Filippo Pittarello

Personal information
- Full name: Filippo Maria Pittarello
- Date of birth: 9 October 1996 (age 29)
- Place of birth: Padua, Italy
- Height: 1.85 m (6 ft 1 in)
- Position: Forward

Team information
- Current team: Catanzaro
- Number: 8

Senior career*
- Years: Team / Apps / (Gls)
- 2013–2014: San Paolo / 18 / (3)
- 2014–2016: Padova / 16 / (0)
- 2015–2016: → Montebelluna (loan) / 18 / (2)
- 2016: → Luparense (loan) / 12 / (0)
- 2016–2017: Correggese / 24 / (7)
- 2017: Castelvetro Calcio / 13 / (4)
- 2017–2018: Imolese / 14 / (1)
- 2018–2019: Caronnese / 30 / (10)
- 2019–2020: Luparense / 24 / (15)
- 2020–2022: Virtus Verona / 55 / (14)
- 2022–2023: Cesena / 13 / (2)
- 2022–2023: → Feralpisalò (loan) / 34 / (5)
- 2023–2025: Cittadella / 35 / (6)
- 2024–2025: → Catanzaro (loan) / 33 / (2)
- 2025–: Catanzaro / 29 / (12)

= Filippo Pittarello =

Italian footballer

Filippo Maria Pittarello (born 9 October 1996) is an Italian professional footballer who plays as a forward for club Catanzaro.

==Career==
Born in Padua, Pittarello started his career at local Serie D clubs, San Paolo in 2013, and Calcio Padova in 2014.
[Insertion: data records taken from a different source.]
//! Logging configuration for kernelfall.
//!
//! The library only emits through the `log` facade; binaries and tests pick
//! a sink with one of the helpers below.
//!
//! - `warn!` - a kernel fell back from the GPU to the CPU executor
//! - `info!` - backend selection
//! - `debug!` - cache hits/misses, physical program builds
//! - `trace!` - per-dispatch detail (buffer sizes, workgroup counts)
//!
//! ```bash
//! RUST_LOG=kernelfall_gpu=debug kernelfall run scale
//! RUST_LOG=kernelfall_gpu::kernel_cache=trace kernelfall run matmul
//! ```

use env_logger::Builder;
use log::LevelFilter;
use std::io::Write;
use std::sync::Once;

static INIT: Once = Once::new();

/// Initialize logging with the default level (Warn). Subsequent calls are no-ops.
pub fn init() {
    init_with_level(LevelFilter::Warn);
}

/// Initialize logging with a specific level. Subsequent calls are no-ops.
pub fn init_with_level(level: LevelFilter) {
    INIT.call_once(|| {
        Builder::new()
            .filter_level(level)
            .format(|buf, record| {
                writeln!(
                    buf,
                    "[{:5}] {} - {}",
                    record.level(),
                    record.target(),
                    record.args()
                )
            })
            .init();
    });
}

/// Initialize logging from `RUST_LOG`, defaulting to Warn.
pub fn init_from_env() {
    INIT.call_once(|| {
        env_logger::Builder::from_env(env_logger::Env::default().default_filter_or("warn")).init();
    });
}

/// Initialize logging for tests. Never panics when called repeatedly.
pub fn init_test() {
    let _ = env_logger::builder()
        .filter_level(LevelFilter::Warn)
        .is_test(true)
        .try_init();
}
On 15 July 2020, he joined Serie C club Virtus Verona. Pittarello made his professional debut on 27 September 2020 against Cesena.

On 24 January 2022, he signed a two-and-a-half-year contract with Cesena.

On 29 July 2022, Pittarello was loaned to Feralpisalò, with an option to buy.

On 8 July 2023, he joined Cittadella on a permanent basis.

On 25 July 2024, Pittarello moved to Catanzaro on loan with an obligation to buy.